H3: Consumer cosmopolitanism positively influences attitude towards Chinese apparel among consumers in South Africa.
Attitudes and intention relationship
The theory of reasoned action (TRA) has been widely employed to explain the influence of attitude on behavioural intention (Bian & Forsythe 2012; Jin & Kang 2011; Malhotra & McCort 2001). The TRA posits that an individual’s behaviour is influenced by intention, which is a function of two constructs: attitude towards the behaviour and subjective norm (Ajzen 2001). According to Fishbein and Ajzen (1975), intention is defined as the determination to act in a certain manner. Attitude towards behaviour refers to the individual’s assessments of whether to execute a certain behaviour or not (Kim & Cheong 2011). A stronger intent to engage in a certain behaviour is normally accompanied by the desire to perform such behaviour (Kim & Cheong 2011). Given the influence of attitudes on CPI, the study hypothesised that:
H4: There is a positive relationship between attitude towards Chinese products and purchase intentions among South African consumers.
Based on the theoretical perspectives discussed and the research gaps identified, the proposed research model and the posited hypotheses are shown in Figure 1.
Competing models
Apart from the posited relationships depicted in research model 1, direct and indirect relationships between the variables under investigation are plausible. Drawing from a study conducted by Parker et al. (2011) that showed a positive relationship between consumer ethnocentrism and willingness to buy foreign products, the possibility of a direct relationship between consumer ethnocentrism and CPI is also examined. In addition, based on the study by Gao et al. (2013), consumers with a cosmopolitan orientation have favourable intentions to buy foreign products. Hence, it is plausible that a direct relationship exists between cosmopolitanism and CPI. Based on the foregoing discussion, it is posited that:
H5: Consumer ethnocentrism positively influences consumer purchase intentions among consumers in South Africa.
H6: Cosmopolitanism positively influences consumer purchase intentions among consumers in South Africa.
The alternative research model 2 that incorporates the additional paths is shown in Figure 2.

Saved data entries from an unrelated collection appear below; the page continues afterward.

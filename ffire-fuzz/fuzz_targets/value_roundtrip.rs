#![no_main]

use arbitrary::Arbitrary;
use ffire_schema::{Field, MessageDecl, PrimitiveKind, Schema, StructDef, TypeDef, TypeRef};
use ffire_wire::codec::{decode_message, encode_message, Value};
use libfuzzer_sys::fuzz_target;

/// A fixed schema — one struct covering every primitive kind, an
/// optional field, and a nested primitive array — paired with an
/// [`Arbitrary`]-derived generator that only ever produces `Value`
/// trees shaped to match it.
///
/// `encode_value` panics on a shape mismatch by contract (see its
/// doc comment), so round-tripping only arbitrary *values*, never
/// arbitrary *shapes*, is what actually exercises the encoder: any
/// input should either produce bytes that `decode_message` reads back
/// to the same value, or fail with `WireError::TooLarge` for an
/// oversized string or array. Neither path should ever panic.
fn sample_schema() -> (Schema, MessageDecl) {
    let mut schema = Schema::new("fuzz");
    let mut sample = StructDef::new("Sample");
    sample.add_field(Field::new("Flag", TypeRef::primitive(PrimitiveKind::Bool)));
    sample.add_field(Field::new("Small", TypeRef::primitive(PrimitiveKind::I8)));
    sample.add_field(Field::new("Medium", TypeRef::primitive(PrimitiveKind::I16)));
    sample.add_field(Field::new("Count", TypeRef::primitive(PrimitiveKind::I32)));
    sample.add_field(Field::new("Id", TypeRef::primitive(PrimitiveKind::I64)));
    sample.add_field(Field::new("Ratio", TypeRef::primitive(PrimitiveKind::F32)));
    sample.add_field(Field::new("Precise", TypeRef::primitive(PrimitiveKind::F64)));
    sample.add_field(Field::new("Name", TypeRef::primitive(PrimitiveKind::String)));
    sample.add_field(Field::new(
        "Nick",
        TypeRef::optional_primitive(PrimitiveKind::String),
    ));
    sample.add_field(Field::new(
        "Samples",
        TypeRef::array(TypeRef::primitive(PrimitiveKind::I32)),
    ));
    schema.add_type(TypeDef::Struct(sample));

    let message = MessageDecl::new("SampleList", TypeRef::array(TypeRef::struct_ref("Sample")));
    schema.add_message(message.clone());
    (schema, message)
}

#[derive(Debug, Arbitrary)]
struct SampleSpec {
    flag: bool,
    small: i8,
    medium: i16,
    count: i32,
    id: i64,
    ratio: f32,
    precise: f64,
    name: String,
    nick: Option<String>,
    samples: Vec<i32>,
}

#[derive(Debug, Arbitrary)]
struct SampleListSpec {
    items: Vec<SampleSpec>,
}

fn to_value(spec: &SampleListSpec) -> Value {
    // Caps mirror the length limits `schema_generate`'s field count cap
    // serves: shape diversity over raw corpus size.
    let items = spec
        .items
        .iter()
        .take(16)
        .map(|s| {
            Value::Struct(vec![
                ("Flag".to_string(), Value::Bool(s.flag)),
                ("Small".to_string(), Value::I8(s.small)),
                ("Medium".to_string(), Value::I16(s.medium)),
                ("Count".to_string(), Value::I32(s.count)),
                ("Id".to_string(), Value::I64(s.id)),
                ("Ratio".to_string(), Value::F32(s.ratio)),
                ("Precise".to_string(), Value::F64(s.precise)),
                ("Name".to_string(), Value::Str(s.name.chars().take(64).collect())),
                (
                    "Nick".to_string(),
                    Value::Optional(
                        s.nick
                            .as_ref()
                            .map(|n| Box::new(Value::Str(n.chars().take(64).collect()))),
                    ),
                ),
                (
                    "Samples".to_string(),
                    Value::Array(s.samples.iter().take(64).map(|v| Value::I32(*v)).collect()),
                ),
            ])
        })
        .collect();
    Value::Array(items)
}

/// Structural equality that ignores struct field order: `decode_message`
/// returns fields in canonical wire order, while `value` above is built
/// in declaration order, and the two are only required to agree on
/// content, never on vector position.
fn values_equivalent(a: &Value, b: &Value) -> bool {
    match (a, b) {
        (Value::Array(a), Value::Array(b)) => {
            a.len() == b.len() && a.iter().zip(b).all(|(x, y)| values_equivalent(x, y))
        }
        (Value::Struct(a), Value::Struct(b)) => {
            a.len() == b.len()
                && a.iter().all(|(name, av)| {
                    b.iter().any(|(bname, bv)| bname == name && values_equivalent(av, bv))
                })
        }
        (Value::Optional(a), Value::Optional(b)) => match (a, b) {
            (Some(a), Some(b)) => values_equivalent(a, b),
            (None, None) => true,
            _ => false,
        },
        // Bitwise comparison: NaN round-trips bit-for-bit through the
        // wire format, but NaN != NaN under IEEE 754 equality.
        (Value::F32(a), Value::F32(b)) => a.to_bits() == b.to_bits(),
        (Value::F64(a), Value::F64(b)) => a.to_bits() == b.to_bits(),
        _ => a == b,
    }
}

fuzz_target!(|spec: SampleListSpec| {
    let (schema, message) = sample_schema();
    let value = to_value(&spec);
    match encode_message(&schema, &message, &value) {
        Ok(bytes) => {
            let decoded = decode_message(&schema, &message, &bytes).expect("round-trip decode");
            assert!(
                values_equivalent(&decoded, &value),
                "decoded value diverged from encoded value"
            );
        }
        Err(err) => {
            // Only an oversized string/array length prefix is expected
            // to fail encoding; every other error variant means the
            // encoder rejected a shape it should have accepted.
            assert!(
                matches!(err, ffire_wire::error::WireError::TooLarge { .. }),
                "unexpected encode error: {err:?}"
            );
        }
    }
});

In international marketing, consumer ethnocentrism, EA and cosmopolitanism are also posited as direct antecedents of CPI (Fong et al. 2014; Klein et al. 1998). In addition to the normative and affective attitudinal components integrated in the ethnocentrism and animosity variables (Nes et al. 2012; Smith & Qianpin 2010), the cognitive attitudinal component also influences purchase intention towards foreign products (Roth & Diamantopoulos 2009). To validate this theoretical argument, this study further tests the direct effects of consumer ethnocentrism, animosity, cosmopolitanism and attitude on CPI, as shown in Figure 3.
Research methodology
The study employed a quantitative approach to verify the hypothesised relationships in South Africa’s import-oriented apparel retail sector. A structured, self-administered questionnaire through a mall-intercept method was utilised. The following steps were followed in the research design:
Target population and sampling frame
The target population for the study was South African consumers who have purchase experience of Chinese apparel. The respondents were drawn from the major shopping malls which sell Chinese apparel in the Gauteng Province. The Gauteng Province was considered the ideal setting for the study owing to its status as the economic hub of South Africa and also because it is an emblem of cultural diversity in South Africa. In the absence of the sample frame, the identified shopping malls (survey location) were used as the sampling frame.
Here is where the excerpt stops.